Pour progresser sur la question du harcèlement moral qui agite le milieu de la danse, Brigitte Lefèvre, qui a dirigé pendant près de 20 ans le ballet de l'Opéra de Paris, en appelle à renforcer le "dialogue" entre maîtres de ballet et danseurs.

"Il faut communiquer", résume dans un entretien à l'AFP celle qui a récemment obtenu le prestigieux prix italien Positano pour l'ensemble de sa carrière.

Brigitte Lefèvre a dirigé le ballet de l'Opéra de Paris pendant près de 20 ans, avant d'être remplacée en 2014 par Benjamin Millepied qui a lui-même jeté l'éponge un an plus tard, laissant la place à Aurélie Dupont, la danseuse étoile la plus connue sous son mandat.

L'Opéra a été secoué l'été dernier par la fuite dans la presse d'un sondage interne où les danseurs se plaignaient du manque du dialogue de la direction mais aussi de remarques désobligeantes ou infantilisantes de professeurs.

Ailleurs dans le monde, plusieurs danseurs d'autres compagnies internationales, comme par exemple l'English National Ballet, se sont exprimés dans les médias pour dénoncer ce qu'ils considèrent comme du harcèlement moral.

"Ça m'est arrivé de dire des choses à des danseurs et des danseuses qui me disaient qu'ils n'étaient pas d'accord. Il ne faut pas s'en offusquer, il faut essayer de comprendre", affirme Mme Lefèvre.

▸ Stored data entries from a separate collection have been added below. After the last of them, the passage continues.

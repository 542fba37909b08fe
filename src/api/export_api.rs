// ==========================================
// 需求协调驾驶舱 - 视图导出 API
// ==========================================
// 职责: 聚合视图 → CSV（表格工具查看用，不生成交换文档）
// 列: 标识、正文、每个可见供应商的状态/原始状态/评论、冲突、决策
// ==========================================

use crate::api::cockpit_api::CockpitApi;
use crate::api::error::{ApiError, ApiResult};
use crate::engine::view_builder::{AggregationView, ViewFilter, ViewSort};
use std::fs::File;
use std::io::Write;
use std::path::Path;
use std::sync::Arc;
use tracing::info;

const DECIDED_AT_FORMAT: &str = "%Y-%m-%d %H:%M:%S";

impl From<csv::Error> for ApiError {
    fn from(err: csv::Error) -> Self {
        ApiError::ExportError(err.to_string())
    }
}

pub struct ExportApi {
    cockpit: Arc<CockpitApi>,
}

impl ExportApi {
    pub fn new(cockpit: Arc<CockpitApi>) -> Self {
        Self { cockpit }
    }

    /// 导出聚合视图到任意写入器
    ///
    /// # 返回
    /// 写出的数据行数（不含表头）
    pub fn export_view_csv<W: Write>(
        &self,
        project_id: i64,
        iteration_id: &str,
        filter: &ViewFilter,
        sort: ViewSort,
        writer: W,
    ) -> ApiResult<usize> {
        let view = self.cockpit.build_view(project_id, iteration_id, filter, sort)?;
        write_view_csv(&view, writer)
    }

    /// 导出聚合视图到文件
    pub fn export_view_csv_file(
        &self,
        project_id: i64,
        iteration_id: &str,
        filter: &ViewFilter,
        sort: ViewSort,
        path: &Path,
    ) -> ApiResult<usize> {
        let file = File::create(path)
            .map_err(|e| ApiError::ExportError(format!("{}: {}", path.display(), e)))?;
        let rows = self.export_view_csv(project_id, iteration_id, filter, sort, file)?;
        info!(path = %path.display(), rows = rows, "视图已导出");
        Ok(rows)
    }
}

/// 按视图列顺序写出 CSV
pub fn write_view_csv<W: Write>(view: &AggregationView, writer: W) -> ApiResult<usize> {
    let mut csv_writer = csv::Writer::from_writer(writer);

    let mut header = vec!["reqif_id".to_string(), "text".to_string()];
    for supplier in &view.suppliers {
        header.push(format!("{} status", supplier));
        header.push(format!("{} raw status", supplier));
        header.push(format!("{} comment", supplier));
    }
    header.extend(
        [
            "conflict",
            "disagreeing_suppliers",
            "decision",
            "decision_note",
            "decision_author",
            "decided_at",
        ]
        .map(str::to_string),
    );
    csv_writer.write_record(&header)?;

    for row in &view.requirements {
        let mut record = vec![row.reqif_id.clone(), row.text.clone()];
        for supplier in &view.suppliers {
            let cell = row.suppliers.get(supplier);
            record.push(
                cell.and_then(|c| c.status)
                    .map(|s| s.to_string())
                    .unwrap_or_default(),
            );
            record.push(cell.and_then(|c| c.raw_status.clone()).unwrap_or_default());
            record.push(cell.and_then(|c| c.comment.clone()).unwrap_or_default());
        }
        record.push(if row.is_conflict { "yes" } else { "no" }.to_string());
        record.push(
            row.disagreeing_suppliers
                .iter()
                .cloned()
                .collect::<Vec<_>>()
                .join("; "),
        );
        match &row.decision {
            Some(decision) => {
                record.push(decision.status.to_string());
                record.push(decision.note.clone());
                record.push(decision.author.clone());
                record.push(decision.decided_at.format(DECIDED_AT_FORMAT).to_string());
            }
            None => record.extend(std::iter::repeat(String::new()).take(4)),
        }
        csv_writer.write_record(&record)?;
    }

    csv_writer
        .flush()
        .map_err(|e| ApiError::ExportError(e.to_string()))?;
    Ok(view.requirements.len())
}

#[cfg(test)]
mod tests {
    use super::*;
    use crate::domain::types::{CanonicalStatus, DecisionStatus};
    use crate::engine::view_builder::{DecisionCell, RequirementRow, SupplierCell};
    use chrono::NaiveDate;
    use indexmap::IndexMap;
    use std::collections::BTreeSet;

    #[test]
    fn test_csv_layout() {
        let mut suppliers = IndexMap::new();
        suppliers.insert(
            "Acme".to_string(),
            SupplierCell {
                status: Some(CanonicalStatus::Rejected),
                raw_status: Some("NOK".to_string()),
                comment: Some("too heavy, see 3.2".to_string()),
                harmonize_stage: None,
                has_feedback: true,
            },
        );
        suppliers.insert("Bolt".to_string(), SupplierCell::default());

        let decided_at = NaiveDate::from_ymd_opt(2024, 3, 1)
            .unwrap()
            .and_hms_opt(9, 30, 0)
            .unwrap();
        let view = AggregationView {
            iteration_id: "I-001".to_string(),
            suppliers: vec!["Acme".to_string(), "Bolt".to_string()],
            requirements: vec![RequirementRow {
                id: 1,
                reqif_id: "R1".to_string(),
                text: "Line 1\nLine 2".to_string(),
                type_tag: None,
                suppliers,
                is_conflict: false,
                disagreeing_suppliers: BTreeSet::new(),
                decision: Some(DecisionCell {
                    status: DecisionStatus::Modified,
                    note: "relaxed".to_string(),
                    author: "custre".to_string(),
                    decided_at,
                }),
            }],
            total_rows: 1,
        };

        let mut out = Vec::new();
        assert_eq!(write_view_csv(&view, &mut out).unwrap(), 1);

        let mut reader = csv::Reader::from_reader(out.as_slice());
        let headers = reader.headers().unwrap().clone();
        assert_eq!(headers.len(), 2 + 2 * 3 + 6);
        assert_eq!(&headers[2], "Acme status");

        let record = reader.records().next().unwrap().unwrap();
        assert_eq!(&record[1], "Line 1\nLine 2");
        assert_eq!(&record[2], "REJECTED");
        assert_eq!(&record[4], "too heavy, see 3.2");
        assert_eq!(&record[5], "");
        assert_eq!(&record[8], "no");
        assert_eq!(&record[10], "MODIFIED");
        assert_eq!(&record[13], "2024-03-01 09:30:00");
    }
}
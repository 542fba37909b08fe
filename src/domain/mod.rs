// ==========================================
// 需求协调驾驶舱 - 领域层
// ==========================================
// 职责: 实体与封闭类型定义，不含存储与业务规则
// ==========================================

pub mod decision;
pub mod import;
pub mod mapping_rule;
pub mod project;
pub mod requirement;
pub mod snapshot;
pub mod types;

// 重导出核心类型
pub use decision::{Decision, DecisionHistoryEntry, DEFAULT_MAX_NOTE_LENGTH};
pub use import::{
    ImportIssue, ImportLogEntry, ImportSummary, IssueKind, OrphanRecord, ParseStats,
};
pub use mapping_rule::{normalize_status_key, StatusMappingRule};
pub use project::{Iteration, Project, Supplier};
pub use requirement::{
    merge_attribute_bag, AttributeBag, AttributeValue, MasterRequirement, SupplierFeedback,
};
pub use snapshot::{IterationSnapshot, IterationTimelineEntry};
pub use types::{
    CanonicalStatus, DecisionStatus, HarmonizeStage, IdStrategy, ImportKind, MatchStrategy,
};
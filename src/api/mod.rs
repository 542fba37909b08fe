// ==========================================
// 需求协调驾驶舱 - API 层
// ==========================================
// 职责: 提供业务 API 接口，供命令行与宿主应用调用
// ==========================================

pub mod cockpit_api;
pub mod dashboard_api;
pub mod error;
pub mod export_api;
pub mod import_api;
pub mod project_api;
pub mod rule_api;

// 重导出核心类型
pub use cockpit_api::CockpitApi;
pub use dashboard_api::DashboardApi;
pub use error::{ApiError, ApiResult, ErrorResponse};
pub use export_api::{write_view_csv, ExportApi};
pub use import_api::{ImportApi, DEFAULT_IMPORT_LOG_LIMIT};
pub use project_api::ProjectApi;
pub use rule_api::{ReharmonizeReport, RuleApi};

/// 在阻塞线程池执行同步 API 调用（供异步宿主使用）
pub async fn run_blocking<F, T>(f: F) -> ApiResult<T>
where
    F: FnOnce() -> ApiResult<T> + Send + 'static,
    T: Send + 'static,
{
    tokio::task::spawn_blocking(f).await?
}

"Une fois, deux garçons pas spécialement fans de danse sont venus assister à une répétition. Une fille n'arrêtait pas de se tromper, alors à un moment donné, le maître de ballet lui dit +tu arrêtes maintenant, t'es nulle+. Le garçon m'a regardée et m'a demandée +vous trouvez vraiment qu'elle est nulle?", se souvient-elle.

- "Ne pas minimiser" -

"J'ai expliqué que c'est une manière de dire que +ça ne va pas+, pour aller plus vite. Il y a des moments où l'on force un peu. Mais ce n'est pas pour autant qu'il ne faut pas progresser sur les usages comportementaux entre le professeur et le danseur", ajoute-t-elle.

Celle qui a été admise à l'école de ballet de l'Opéra à l'âge de sept ans dit n'avoir jamais été choquée par "les traditions anciennes, les ordres stricts".

"Mais il ne faut pas faut pas minimiser le problème", reconnaît-elle.

A 73 ans, Mme Lefèvre est à la tête de l'Orchestre de chambre de Paris, de la Comédie de Clermont-Ferrand et du Festival de danse de Cannes et regarde le passé sans regrets.

Même si elle confie avoir été blessée à son départ par les critiques de son jeune successeur, Benjamin Millepied.

"J'ai été surprise de voir que, quand on s'en va et que d'autres personnes arrivent, c'est comme si tout ce que vous avez fait n'a pas existé. Cela a été le plus dur pour moi", dit-elle. "J'entendais parler de l'Opéra comme une vieille institution +poussiéreuse+".

"Ça peut paraître pompeux, mais j'ai fait entrer le ballet de l'Opéra de Paris dans le 21e siècle, avec de grands artistes que j'ai accompagnés, de grands chorégraphes et de jeunes chorégraphes", estime Mme Lefèvre.

Elle avait ainsi ouvert les portes de l'ONP à Angelin Preljocaj, la légende Pina Bausch ou encore aux Américains Carolyn Carlson et John Neumeier.

Le prix Positano, le plus ancien au monde dédié à l'art de la danse, a récompensé dans le passé des légendes de cet art comme Rudolf Noureev, Maurice Béjart ou encore Margot Fonteyn.

Un prix que Mme Lefèvre accueille donc avec fierté: "C'est un plaisir, un honneur de voir des gens du milieu reconnaître le travail qui a été fait."